High Relevance Keyword Extraction facility for Bayesian text classification on different domains of varying characteristic

doi:10.1016/j.eswa.2011.07.116

Expert Systems with Applications

Volume 39, Issue 1, January 2012, Pages 1147-1155

https://doi.org/10.1016/j.eswa.2011.07.116 Get rights and content

Abstract

High Relevance Keyword Extraction (HRKE) facility is introduced to Bayesian text classification to perform feature/keyword extraction during the classifying stage, without needing extensive pre-classification processes. In order to perform the task of keyword extraction, HRKE facility uses the posterior probability value of keywords within a specific category associated with text document. The experimental results show that HRKE facility is able to ensure promising classification performance for Bayesian classifier while dealing with different text classification domains of varying characteristics. This method guarantees an effective and efficient Bayesian text classifier which is able to handle different domains of varying characteristics, with high accuracy while maintaining the simplicity and low cost processes of the conventional Bayesian classification approach.

Introduction

Text document classification denotes the task of assigning raw text documents to one or more pre-defined categories. This is a direct concept from machine learning, which implies the declaration of a set of labelled categories as a way to represent the documents, and a statistical classifier trained with a labelled training set. Classification is the process in which objects are initially recognized, differentiated and understood, and implies that objects are grouped into categories, usually for some specific purposes. Ideally, a category represents a relationship between the subject and the object of knowledge. Classification is fundamental in prediction, inference, and decision making. However, there are a variety of ways to approach classification task. An increasing number of supervised classification approaches have been developed for various types of classification tasks, such as rule induction (Apte et al., 1994, Provost, 1999), k-nearest neighbor classification (Han, Karypis, & Kumar, 1999), maximum entropy (Nigam, Lafferty, & McCallum, 1999), artificial neural network (Diligenti et al., 2003a, Diligenti et al., 2003b), support vector machines (Isa et al., 2008a, Isa et al., 2008b, Joachims, 1998, Lin, 1999), and Bayesian classification (Domingos and Pazzani, 1997, Eyheramendy et al., 2003, Kim et al., 2002, McCallum and Nigam, 2003, O’Brien and Vogel, 2003, Provost, 1999, Rish, 2001). Besides the supervised classification approaches, the unsupervised clustering approaches, such as self-organizing map (Adami et al., 2005, Hartley et al., 2006, Isa et al., 2009, Wang, 2001) have also been widely implemented in segmenting data into groups for further analysis and processing. Among these approaches, Bayesian classification has been widely implemented in many real world applications due to its relatively simple training and classifying algorithms.
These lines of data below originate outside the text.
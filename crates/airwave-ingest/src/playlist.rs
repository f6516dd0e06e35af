use crate::error::{IngestError, Result};
use url::Url;

/// HLS 播放列表
///
/// 只解析采集需要的两种形态：带 `#EXT-X-STREAM-INF` 的主列表，
/// 和带 `#EXTINF` 的媒体列表。
#[derive(Debug, Clone, PartialEq, Eq)]
pub enum Playlist {
    Master { variants: Vec<Url> },
    Media { segments: Vec<Url> },
}

impl Playlist {
    /// 解析播放列表文本，相对 URI 基于 `base` 解析
    pub fn parse(text: &str, base: &Url) -> Result<Self> {
        let mut lines = text
            .lines()
            .map(str::trim)
            .filter(|line| !line.is_empty());

        if lines.next() != Some("#EXTM3U") {
            return Err(IngestError::Playlist(format!("{} is not an m3u8 playlist", base)));
        }

        let mut variants = Vec::new();
        let mut segments = Vec::new();
        let mut pending: Option<Tag> = None;

        for line in lines {
            if let Some(tag) = line.strip_prefix('#') {
                if tag.starts_with("EXT-X-STREAM-INF") {
                    pending = Some(Tag::Variant);
                } else if tag.starts_with("EXTINF") {
                    pending = Some(Tag::Segment);
                }
                continue;
            }

            let uri = base
                .join(line)
                .map_err(|e| IngestError::Playlist(format!("invalid uri {}: {}", line, e)))?;
            match pending.take() {
                Some(Tag::Variant) => variants.push(uri),
                Some(Tag::Segment) => segments.push(uri),
                None => {}
            }
        }

        if !variants.is_empty() {
            Ok(Playlist::Master { variants })
        } else {
            Ok(Playlist::Media { segments })
        }
    }

    pub fn is_master(&self) -> bool {
        matches!(self, Playlist::Master { .. })
    }
}

#[derive(Debug, Clone, Copy)]
enum Tag {
    Variant,
    Segment,
}

/// 分片身份
///
/// 直播列表中分片名会动态变化，只有末尾的序号部分稳定：
/// 经由主列表得到的分片取最后一个 `_` 之后的部分，平铺媒体列表取路径最后一段。
pub fn segment_identity(uri: &Url, via_variant: bool) -> String {
    let last_segment = uri
        .path_segments()
        .and_then(|mut segments| segments.next_back())
        .unwrap_or_default();

    if via_variant {
        last_segment
            .rsplit('_')
            .next()
            .unwrap_or(last_segment)
            .to_string()
    } else {
        last_segment.to_string()
    }
}
use crate::error::{IngestError, Result};
use async_trait::async_trait;
use bytes::Bytes;
use std::time::Duration;
use tracing::debug;
use url::Url;

/// 播放列表与分片获取能力
#[async_trait]
pub trait MediaFetcher: Send + Sync {
    async fn fetch_playlist(&self, url: &Url) -> Result<String>;

    async fn fetch_segment(&self, url: &Url) -> Result<Bytes>;
}

/// 基于 reqwest 的 HTTP 获取
pub struct HttpFetcher {
    client: reqwest::Client,
}

impl HttpFetcher {
    pub fn new(timeout: Duration, accept_invalid_certs: bool) -> Result<Self> {
        let client = reqwest::Client::builder()
            .timeout(timeout)
            .danger_accept_invalid_certs(accept_invalid_certs)
            .build()
            .map_err(|e| IngestError::Playlist(format!("failed to build http client: {}", e)))?;
        Ok(Self { client })
    }

    async fn get(&self, url: &Url) -> std::result::Result<reqwest::Response, reqwest::Error> {
        self.client.get(url.clone()).send().await?.error_for_status()
    }
}

#[async_trait]
impl MediaFetcher for HttpFetcher {
    async fn fetch_playlist(&self, url: &Url) -> Result<String> {
        let response = self
            .get(url)
            .await
            .map_err(|e| IngestError::Playlist(format!("{}: {}", url, e)))?;
        let text = response
            .text()
            .await
            .map_err(|e| IngestError::Playlist(format!("{}: {}", url, e)))?;
        debug!(url = %url, bytes = text.len(), "Playlist fetched");
        Ok(text)
    }

    async fn fetch_segment(&self, url: &Url) -> Result<Bytes> {
        let response = self
            .get(url)
            .await
            .map_err(|e| IngestError::download(url, e))?;
        response
            .bytes()
            .await
            .map_err(|e| IngestError::download(url, e))
    }
}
One of the outstanding features of Bayesian classification as compared to other classification approaches is its ability and simplicity in handling raw text data directly, without requiring any pre-process to transform text data into a representation suitable format, typically in numerical form, as required by most of the successful and highly accurate text classification approaches, such as by the use of k-nearest neighbour (k-NN) and support vector machines (SVM) classifiers. As a trade-off to its simplicity, Bayesian classification has been reported as one of the poorest-performing classification approaches by many research groups through extensive experiments and evaluations (Brücher et al., 2002, Yang and Liu, 1999). In order to enhance the performance of Bayesian classifier, researchers have proposed several pre-processes such as stop word elimination, word stemming, and feature selection methods (Al-Mubaid and Umair, 2006, Apte et al., 1994, Chen et al., 2009, Dhillon et al., 2002, Eyheramendy et al., 2003, Han et al., 1999; Isa et al., 2008a, Isa et al., 2008b; Joachims, 1998, Joachims, 1999, Kim et al., 2002, McCallum and Nigam, 2003, Ozgur et al., 2005, Yang and Pedersen, 1997, Yang and Liu, 1999). However, by implementing the pre-processes, the simplicity and low cost training and classifying algorithms of Bayesian classification would have to be sacrificed due to the pre-processing stages which consume high time, physical memory and CPU usages, and also require extensive human expert interaction. It is the goal of this paper to enhance the classification effectiveness of Bayesian text classification, while maintaining the simplicity and low cost training and classification processes. In this paper, we introduce the High Relevance Keyword Extraction (HRKE) facility which uses a simple algorithm to perform stop word elimination and feature selection during the classifying stage, without the need for any pre-process and additional human experts’ involvement.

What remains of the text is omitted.